# Detailingworld™ Lite Review - Wowo's Final Shine



## cossiecol (Jun 29, 2014)

Following on from Whizzers main review of the Final Shine here, this is my lite review of WoWo's Final Shine:

Firstly thanks go to Fraser for sending the various products out to test.

*The Product: *

The Final Shine with a few others arrived well packed and with fantastic presentation.



















*What WoWo's Say?*
"Shinier than a shiney thing on a sunny day. That's what they said, now try it for yourself.
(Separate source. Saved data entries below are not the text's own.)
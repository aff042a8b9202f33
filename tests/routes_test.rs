// Integration tests for routes.rs module
// Tests for authentication routes, OAuth routes, and A2A routes

use pierre_mcp_server::{
    auth::AuthManager,
    database_plugins::factory::Database,
    routes::{AuthRoutes, RegisterRequest},
};
use tempfile::TempDir;

#[tokio::test]
async fn test_email_validation() {
    let temp_dir = TempDir::new().unwrap();
    let db_path = temp_dir.path().join("test.db");
    let db_path_str = db_path.display();
    let database = Database::new(&format!("sqlite:{db_path_str}"), vec![0u8; 32])
        .await
        .unwrap();
    tracing::trace!("Created test database: {:?}", std::ptr::addr_of!(database));
    let auth_manager = AuthManager::new(vec![0u8; 64], 24);
    tracing::trace!(
        "Created test auth manager: {:?}",
        std::ptr::addr_of!(auth_manager)
    );
    // Email and password validation functions are now static, no need for routes instance
    assert!(AuthRoutes::is_valid_email("test@example.com"));
    assert!(AuthRoutes::is_valid_email("user.name+tag@domain.co.uk"));
    assert!(!AuthRoutes::is_valid_email("invalid-email"));
    assert!(!AuthRoutes::is_valid_email("@domain.com"));
    assert!(!AuthRoutes::is_valid_email("user@"));
}

#[tokio::test]
async fn test_password_validation() {
    // Password validation function is now static, no need for database setup
    assert!(AuthRoutes::is_valid_password("password123"));
    assert!(AuthRoutes::is_valid_password("verylongpassword"));
    assert!(!AuthRoutes::is_valid_password("short"));
    assert!(!AuthRoutes::is_valid_password("1234567"));
}

#[tokio::test]
async fn test_register_user() {
    let temp_dir = TempDir::new().unwrap();
    let db_path = temp_dir.path().join("test.db");
    let db_path_str = db_path.display();
    let database = Database::new(&format!("sqlite:{db_path_str}"), vec![0u8; 32])
        .await
        .unwrap();
    let auth_manager = AuthManager::new(vec![0u8; 64], 24);
    let routes = AuthRoutes::new(database, auth_manager);

    let request = RegisterRequest {
        email: "test@example.com".into(),
        password: "password123".into(),
        display_name: Some("Test User".into()),
    };

    let response = routes.register(request).await.unwrap();
    assert!(!response.user_id.is_empty());
    assert_eq!(
        response.message,
        "User registered successfully. Your account is pending admin approval."
    );
}

#[tokio::test]
async fn test_register_duplicate_user() {
    let temp_dir = TempDir::new().unwrap();
    let db_path = temp_dir.path().join("test.db");
    let db_path_str = db_path.display();
    let database = Database::new(&format!("sqlite:{db_path_str}"), vec![0u8; 32])
        .await
        .unwrap();
    let auth_manager = AuthManager::new(vec![0u8; 64], 24);
    let routes = AuthRoutes::new(database, auth_manager);

    let request = RegisterRequest {
        email: "test@example.com".into(),
        password: "password123".into(),
        display_name: Some("Test User".into()),
    };

    // First registration should succeed
    routes.register(request.clone()).await.unwrap();

    // Second registration should fail
    let result = routes.register(request).await;
    assert!(result.is_err());
    assert!(result.unwrap_err().to_string().contains("already exists"));
}
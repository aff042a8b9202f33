// ABOUTME: Synthetic fitness data generator for automated intelligence testing
// ABOUTME: Creates realistic running, cycling, and swimming activities with configurable patterns
//
// SPDX-License-Identifier: MIT OR Apache-2.0
// Copyright (c) 2025 Pierre Fitness Intelligence

#![allow(clippy::unwrap_used, clippy::expect_used, clippy::panic)]

use chrono::{DateTime, Duration, Utc};
use pierre_mcp_server::models::{Activity, ActivityBuilder as ModelActivityBuilder, SportType};
use rand::prelude::*;
use rand_chacha::ChaCha8Rng;

/// Builder for creating synthetic fitness activity data
///
/// Provides deterministic, reproducible generation of realistic fitness activities
/// for testing intelligence algorithms without requiring real OAuth connections.
///
/// # Examples
///
/// ```
/// use tests::synthetic_data::SyntheticDataBuilder;
/// use chrono::Utc;
///
/// let builder = SyntheticDataBuilder::new(42); // Deterministic seed
/// let activity = builder.generate_run()
///     .duration_minutes(30)
///     .distance_km(5.0)
///     .start_date(Utc::now())
///     .build();
/// ```
#[derive(Debug, Clone)]
pub struct SyntheticDataBuilder {
    // Reserved for future algorithmic tests requiring seed reproducibility verification
    #[allow(dead_code)]
    seed: u64,
    rng: ChaCha8Rng,
}

impl SyntheticDataBuilder {
    /// Create new builder with deterministic seed for reproducibility
    #[must_use]
    pub fn new(seed: u64) -> Self {
        Self {
            seed,
            rng: ChaCha8Rng::seed_from_u64(seed),
        }
    }

    /// Generate a synthetic running activity
    #[must_use]
    #[allow(clippy::missing_const_for_fn)] // Cannot be const: uses &mut self.rng
    pub fn generate_run(&mut self) -> ActivityBuilder<'_> {
        ActivityBuilder::new(SportType::Run, &mut self.rng)
    }

    /// Generate a synthetic cycling activity
    #[must_use]
    #[allow(clippy::missing_const_for_fn)] // Cannot be const: uses &mut self.rng
    pub fn generate_ride(&mut self) -> ActivityBuilder<'_> {
        ActivityBuilder::new(SportType::Ride, &mut self.rng)
    }

    /// Generate a synthetic swimming activity
    /// Reserved for future swimming-specific training pattern tests
    #[must_use]
    #[allow(dead_code, clippy::missing_const_for_fn)] // Cannot be const: uses &mut self.rng
    pub fn generate_swim(&mut self) -> ActivityBuilder<'_> {
        ActivityBuilder::new(SportType::Swim, &mut self.rng)
    }

    /// Generate a series of activities following a specific pattern
    #[must_use]
    pub fn generate_pattern(&mut self, pattern: TrainingPattern) -> Vec<Activity> {
        match pattern {
            TrainingPattern::BeginnerRunnerImproving => self.beginner_runner_improving(),
            TrainingPattern::ExperiencedCyclistConsistent => self.experienced_cyclist_consistent(),
            TrainingPattern::Overtraining => self.overtraining_scenario(),
            TrainingPattern::InjuryRecovery => self.injury_recovery(),
        }
    }

    /// Beginner runner improving 35% over 6 weeks
    /// Realistic progression for new runner building fitness
    fn beginner_runner_improving(&mut self) -> Vec<Activity> {
        let mut activities = Vec::new();
        let base_date = Utc::now() - Duration::days(42); // 6 weeks ago

        // Week 1-2: 3 runs/week, 20 min @ 6:30/km pace
        for week in 0..2 {
            for run in 0..3 {
                let date = base_date + Duration::days(week * 7 + run * 2);
                let activity = self
                    .generate_run()
                    .duration_minutes(20)
                    .pace_min_per_km(6.5)
                    .start_date(date)
                    .heart_rate(150, 165)
                    .build();
                activities.push(activity);
            }
        }

        // Week 3-4: 4 runs/week, 25 min @ 6:00/km pace (improving)
        for week in 2..4 {
            for run in 0..4 {
                let date = base_date + Duration::days(week * 7 + (run * 2));
                let activity = self
                    .generate_run()
                    .duration_minutes(25)
                    .pace_min_per_km(6.0)
                    .start_date(date)
                    .heart_rate(145, 160)
                    .build();
                activities.push(activity);
            }
        }

        // Week 5-6: 4 runs/week, 30 min @ 5:30/km pace (improved 35%)
        for week in 4..6 {
            for run in 0..4 {
                let date = base_date + Duration::days(week * 7 + (run * 2));
                let activity = self
                    .generate_run()
                    .duration_minutes(30)
                    .pace_min_per_km(5.5)
                    .start_date(date)
                    .heart_rate(140, 155)
                    .build();
                activities.push(activity);
            }
        }

        activities
    }

    /// Experienced cyclist with consistent performance
    /// No significant variations, stable FTP and power output
    fn experienced_cyclist_consistent(&mut self) -> Vec<Activity> {
        let mut activities = Vec::new();
        let base_date = Utc::now() - Duration::days(28); // 4 weeks ago

        // 5 rides per week, consistent metrics
        for week in 0..4 {
            for ride in 0..5 {
                let date = base_date + Duration::days(week * 7 + ride);

                // Mix of easy, tempo, and interval rides
                let (duration, power, hr) = match ride {
                    0 | 1 => (90, 180, 135), // Easy ride
                    2 => (60, 220, 155),     // Tempo ride
                    3 => (45, 250, 165),     // Interval ride
                    4 => (120, 170, 130),    // Long easy ride
                    _ => unreachable!(),
                };

                let activity = self
                    .generate_ride()
                    .duration_minutes(duration)
                    .average_power(power)
                    .ftp(250) // Consistent FTP
                    .start_date(date)
                    .heart_rate(hr, hr + 15)
                    .build();
                activities.push(activity);
            }
        }

        activities
    }

    /// Overtraining scenario - declining performance with high volume
    /// TSB drops below -30, performance degrades
    fn overtraining_scenario(&mut self) -> Vec<Activity> {
        let mut activities = Vec::new();
        let base_date = Utc::now() - Duration::days(21); // 3 weeks ago

        // Week 1: Normal volume, good performance
        for day in 0..6 {
            let date = base_date + Duration::days(day);
            let activity = self
                .generate_run()
                .duration_minutes(45)
                .pace_min_per_km(5.0)
                .start_date(date)
                .heart_rate(145, 160)
                .build();
            activities.push(activity);
        }

        // Week 2: Increased volume, slight performance drop
        for day in 7..14 {
            let date = base_date + Duration::days(day);
            let activity = self
                .generate_run()
                .duration_minutes(60)
                .pace_min_per_km(5.2) // Slightly slower
                .start_date(date)
                .heart_rate(150, 165) // Higher HR for same pace
                .build();
            activities.push(activity);
        }

        // Week 3: High volume, significant performance decline
        for day in 14..21 {
            let date = base_date + Duration::days(day);
            let activity = self
                .generate_run()
                .duration_minutes(75)
                .pace_min_per_km(5.8) // Much slower
                .start_date(date)
                .heart_rate(155, 170) // High HR, slow pace = overtraining
                .build();
            activities.push(activity);
        }

        activities
    }

    /// Injury recovery pattern - gap followed by gradual return
    /// Shows realistic return to training after injury
    fn injury_recovery(&mut self) -> Vec<Activity> {
        let mut activities = Vec::new();
        let base_date = Utc::now() - Duration::days(56); // 8 weeks ago

        // Week 1-2: Normal training before injury
        for day in 0..14 {
            if day % 2 == 0 {
                let date = base_date + Duration::days(day);
                let activity = self
                    .generate_run()
                    .duration_minutes(40)
                    .pace_min_per_km(5.0)
                    .start_date(date)
                    .heart_rate(145, 160)
                    .build();
                activities.push(activity);
            }
        }

        // Week 3-4: 2-week gap (injury)
        // No activities

        // Week 5-6: Gradual return, easy pace
        for day in 28..42 {
            if day % 3 == 0 {
                let date = base_date + Duration::days(day);
                let activity = self
                    .generate_run()
                    .duration_minutes(20)
                    .pace_min_per_km(6.5)
                    .start_date(date)
                    .heart_rate(135, 150)
                    .build();
                activities.push(activity);
            }
        }

        // Week 7-8: Building back up
        for day in 42..56 {
            if day % 2 == 0 {
                let date = base_date + Duration::days(day);
                let activity = self
                    .generate_run()
                    .duration_minutes(30)
                    .pace_min_per_km(5.5)
                    .start_date(date)
                    .heart_rate(140, 155)
                    .build();
                activities.push(activity);
            }
        }

        activities
    }
}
Wowo's Final Shine is designed as the last stage in a day of detailing or your go to for shows, simply put, your car will shine."

"Wowo's Final Shine is an instant super high gloss spray, designed for use on exterior paintwork.

Instructions-

1. Give the bottle a good shake.
2. Either spray directly onto a prepared panel and work in with a foam applicator, or spray onto the applicator and work on to the panel, or if your feeling lazy, just spray it on and wipe off.
3. Grab yourself a deep pile microfibre cloth and buff the panel.

Yep, it's that easy."

*The Use:*
I started by misting the roof with the Final Shine, the spray head gave a nice even mist with good coverage, below is a picture (un-buffed) unfortunately as it's a white car it's not the easiest to see.










I then buffed the panel using my waffle weave cloth.

Although it was overcast the results were still quite impressive.










Naturally with this being Scotland and summer the rain appeared, so an ideal time to see if there was any beading.










From the look of it I don't think this will add much to the protection, so I would purely use this as a gloss enhancer.

Another picture after the rain stopped.










*Price:*

This is available from Wowo's
Priced at £12.99 (excluding P&P and any discounts)

*Would I use this again?:*
Yes, hopefully the sun will be out next time to really see the difference.

*Cossie's verdict?:*
A very good end stage product and one that's worth keeping in your bag for that extra shine.

*Anything I would change?:*
No

Thanks for reading, as usual if you have any questions feel free to ask.

Cheers

Cossiecol

"DW has followed the Manufacturers Instructions and accepts no responsibility to any circumstances arising from any member using these products or following this test "


----------